The two drug reps that I know personally are very well paid. One makes in excess of $200K and was a former copier machine salesman. The other makes in excess of $100K and was a former salesman for a replacement window company. Neither one had any education in biology, science, chemistry, or medicine. Both are charming, articulate, and believable. I was in sales for over 30 years and was once recruited by a medical company. I told my interviewer that I was a top producer for any company I worked for, but I knew nothing about medicine and wondered why they were interested in me. He told me they did not require a medical background (and seemed to prefer that I not have one), and were just looking for professional sales reps. They could teach us all we needed to know.....
The Feral Conservative's comment is a must read!
Thanks for all the especific info. What is most surprising to me at this point is that there are so many people who do not know this goes on. You'd think it would be basic common sense by now.

In my experience, your pharmacist is one of the best sources - or should be - of info on any drugs your doctor prescribes. It's good to have a good relationship with your pharmacist.

RATED
Good post Rick. A pharmacist is a great source of information, if you can find one and the crappy HMO that you belong to does not insist you get your prescriptions from some mail-order company.
There are many facets to this story. One that we really need to remember is that any scam or other questionable action has to have two willing parties. The physician who prescribes these medications owes their patient a full and honest explanation of their reasons for doing so.

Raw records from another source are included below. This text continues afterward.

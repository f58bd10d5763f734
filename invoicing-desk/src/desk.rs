//! Invoice builder controller: owns the working invoice and binds it to the backend.

use crate::line_items::{ItemsEvent, LineItemManager};
use crate::models::{InvoicePayload, ItemForm, LineItem, NewCustomer, NewProduct, ProductChoice};
use crate::numbering::InvoiceNumbering;
use crate::services::metrics::{ERRORS_TOTAL, INVOICES_SUBMITTED};
use crate::services::{DocumentOpener, InvoiceApi, OpenMode};
use desk_core::{DeskError, DeskResult};
use rust_decimal::Decimal;
use std::sync::Arc;
use validator::Validate;

/// Result of a successful submission.
#[derive(Debug, Clone, PartialEq, Eq)]
pub struct SubmitOutcome {
    pub pdf_url: String,
    /// Number suggested for the next invoice, if the lookup succeeded.
    pub next_invoice_no: Option<String>,
}

/// Invoice header inputs.
#[derive(Debug, Clone, PartialEq, Eq)]
pub struct InvoiceHeader {
    pub date: String,
    pub customer_id: String,
    pub print_letterhead: bool,
    pub print_ntn: bool,
}

impl Default for InvoiceHeader {
    fn default() -> Self {
        Self {
            date: chrono::Local::now().date_naive().format("%Y-%m-%d").to_string(),
            customer_id: String::new(),
            print_letterhead: true,
            print_ntn: true,
        }
    }
}

pub struct InvoiceDesk {
    api: Arc<dyn InvoiceApi>,
    opener: Arc<dyn DocumentOpener>,
    open_mode: OpenMode,
    items: LineItemManager,
    numbering: InvoiceNumbering,
    pub form: ItemForm,
    pub header: InvoiceHeader,
}

impl InvoiceDesk {
    pub fn new(
        api: Arc<dyn InvoiceApi>,
        opener: Arc<dyn DocumentOpener>,
        open_mode: OpenMode,
    ) -> Self {
        Self {
            api,
            opener,
            open_mode,
            items: LineItemManager::new(),
            numbering: InvoiceNumbering::new(),
            form: ItemForm::default(),
            header: InvoiceHeader::default(),
        }
    }

    pub fn subscribe(&mut self, listener: impl FnMut(&ItemsEvent) + Send + 'static) {
        self.items.subscribe(listener);
    }

    pub fn items(&self) -> &[LineItem] {
        self.items.list()
    }

    pub fn selected(&self) -> Option<usize> {
        self.items.selected()
    }

    pub fn total(&self) -> Decimal {
        self.items.total()
    }

    pub fn invoice_no(&self) -> &str {
        self.numbering.value()
    }

    pub fn numbering(&self) -> &InvoiceNumbering {
        &self.numbering
    }

    /// Add a line from the item inputs, then clear power and quantity only.
    pub fn add_from_form(&mut self) -> DeskResult<()> {
        let ItemForm {
            description,
            power,
            quantity,
            price,
        } = &self.form;
        self.items
            .add_item(description, power, quantity, price)
            .map_err(count_error)?;
        self.form.clear_after_add();
        Ok(())
    }

    pub fn select_row(&mut self, index: usize) -> bool {
        self.items.select_row(index)
    }

    pub fn remove_selected(&mut self) -> DeskResult<LineItem> {
        self.items.remove_selected().map_err(count_error)
    }

    pub fn clear_all(&mut self, confirm: impl FnOnce() -> bool) -> bool {
        self.items.clear_all(confirm)
    }

    /// Fill description and price from a `"<description>|<price>"` product option.
    pub fn pick_product(&mut self, value: &str) {
        if let Some(choice) = ProductChoice::parse(value) {
            self.form.description = choice.description;
            self.form.price = choice.price;
        }
    }

    /// A direct edit of the invoice-number field.
    pub fn edit_invoice_no(&mut self, value: impl Into<String>) {
        self.numbering.edit(value);
    }

    /// Change the customer and, unless the number was typed by hand, look up its next number.
    pub async fn select_customer(&mut self, customer_id: &str) -> DeskResult<()> {
        self.header.customer_id = customer_id.to_string();

        if !self.numbering.follows_customer() {
            return Ok(());
        }
        if customer_id.is_empty() {
            self.numbering.suggest(String::new());
            return Ok(());
        }

        let next = self
            .api
            .next_invoice_number(customer_id)
            .await
            .map_err(count_error)?;
        self.numbering.suggest(next);
        Ok(())
    }

    /// Snapshot the current invoice for submission.
    pub fn build_payload(&self) -> DeskResult<InvoicePayload> {
        if self.items.is_empty() {
            return Err(count_error(DeskError::EmptyInvoice));
        }

        Ok(InvoicePayload {
            invoice_no: self.numbering.value().to_string(),
            date: self.header.date.clone(),
            customer_id: self.header.customer_id.clone(),
            items: self.items.list().to_vec(),
            print_letterhead: self.header.print_letterhead,
            print_ntn: self.header.print_ntn,
        })
    }

    /// Generate the PDF, show it, and start a fresh invoice.
    ///
    /// Any failure leaves the working invoice untouched.
    pub async fn submit(&mut self) -> DeskResult<SubmitOutcome> {
        let payload = self.build_payload()?;

        let response = self.api.generate(&payload).await.map_err(|e| {
            INVOICES_SUBMITTED.with_label_values(&["failed"]).inc();
            count_error(e)
        })?;

        let pdf_url = match (response.success, response.pdf_url) {
            (true, Some(url)) => url,
            (success, _) => {
                INVOICES_SUBMITTED.with_label_values(&["rejected"]).inc();
                tracing::warn!(
                    invoice_no = %payload.invoice_no,
                    success,
                    "PDF generation failed"
                );
                return Err(count_error(DeskError::server("PDF generation failed")));
            }
        };

        INVOICES_SUBMITTED.with_label_values(&["generated"]).inc();
        tracing::info!(
            invoice_no = %payload.invoice_no,
            customer_id = %payload.customer_id,
            items = payload.items.len(),
            pdf_url = %pdf_url,
            "Invoice generated"
        );

        if let Err(e) = self.opener.open(&pdf_url, self.open_mode) {
            tracing::warn!(error = %e, "Failed to open invoice document");
        }

        self.items.reset();

        let next_invoice_no = match self.api.next_invoice_number(&payload.customer_id).await {
            Ok(next) => {
                self.numbering.prepare_next(next.clone());
                Some(next)
            }
            Err(e) => {
                tracing::warn!(
                    customer_id = %payload.customer_id,
                    error = %e,
                    "Could not fetch next invoice number"
                );
                None
            }
        };

        Ok(SubmitOutcome {
            pdf_url,
            next_invoice_no,
        })
    }

    pub async fn add_customer(&self, name: &str, address: &str) -> DeskResult<()> {
        let customer = NewCustomer::new(name, address);
        customer.validate().map_err(|e| count_error(e.into()))?;
        self.api.add_customer(&customer).await.map_err(count_error)?;
        tracing::info!(name = %customer.name, "Customer added");
        Ok(())
    }

    pub async fn add_product(&self, name: &str, price: &str) -> DeskResult<()> {
        let product = NewProduct::from_form(name, price).map_err(count_error)?;
        self.api.add_product(&product).await.map_err(count_error)?;
        tracing::info!(name = %product.name, price = %product.price, "Product added");
        Ok(())
    }
}

fn count_error(err: DeskError) -> DeskError {
    ERRORS_TOTAL.with_label_values(&[err.kind()]).inc();
    err
}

I am a physician and always prescribe from the WalMart $4.00 list. There are over 400 medications on this list and, except for circumstances where the patient demands other medications, most general outpatient medical care can be easily accomplished using this formulary. By the way, I don't see the used car salesmen of the pharmaceutical industry when they come in to pitch a product. I prefer to read the studies and make my own decisions on the benefits of a medication.
I practice the same way you do Dr. Compton and I commend you and all the other great physicians in this country that do so. I tell patients to go to Wal-Mart, or Target, or Costco to purchase generic drugs. For a year supply drugstore.com is often less costly for generics.
Dr. Levine,
The information you are sharing is so important. Money has become such a corrupting element in health care, and often in ways, that as you point, are invisible unless people really look for them. My (possibly naive) hope is that health care reform will begin to change the relationship between money and medicine, but we'll have to see. Certainly the bill that passed didn't address the influence of the pharmaceutical industry on medical practice and trends in prescribing.
Thanks for putting us all in the loop,
Theresa Brown, RN
this is why we need the government off our backs, and let the profit sphere stay on our backs!! yea right
This week a new patient came to me who was prescribed, by her general Doc, Sular. She complained how expensive it was and I just changed it to a better and less expensive medication, amlodipine. I suspect her doc is either a fool or more likely a bit of a fool and enjoys free lunches and dinners from the Sular rep.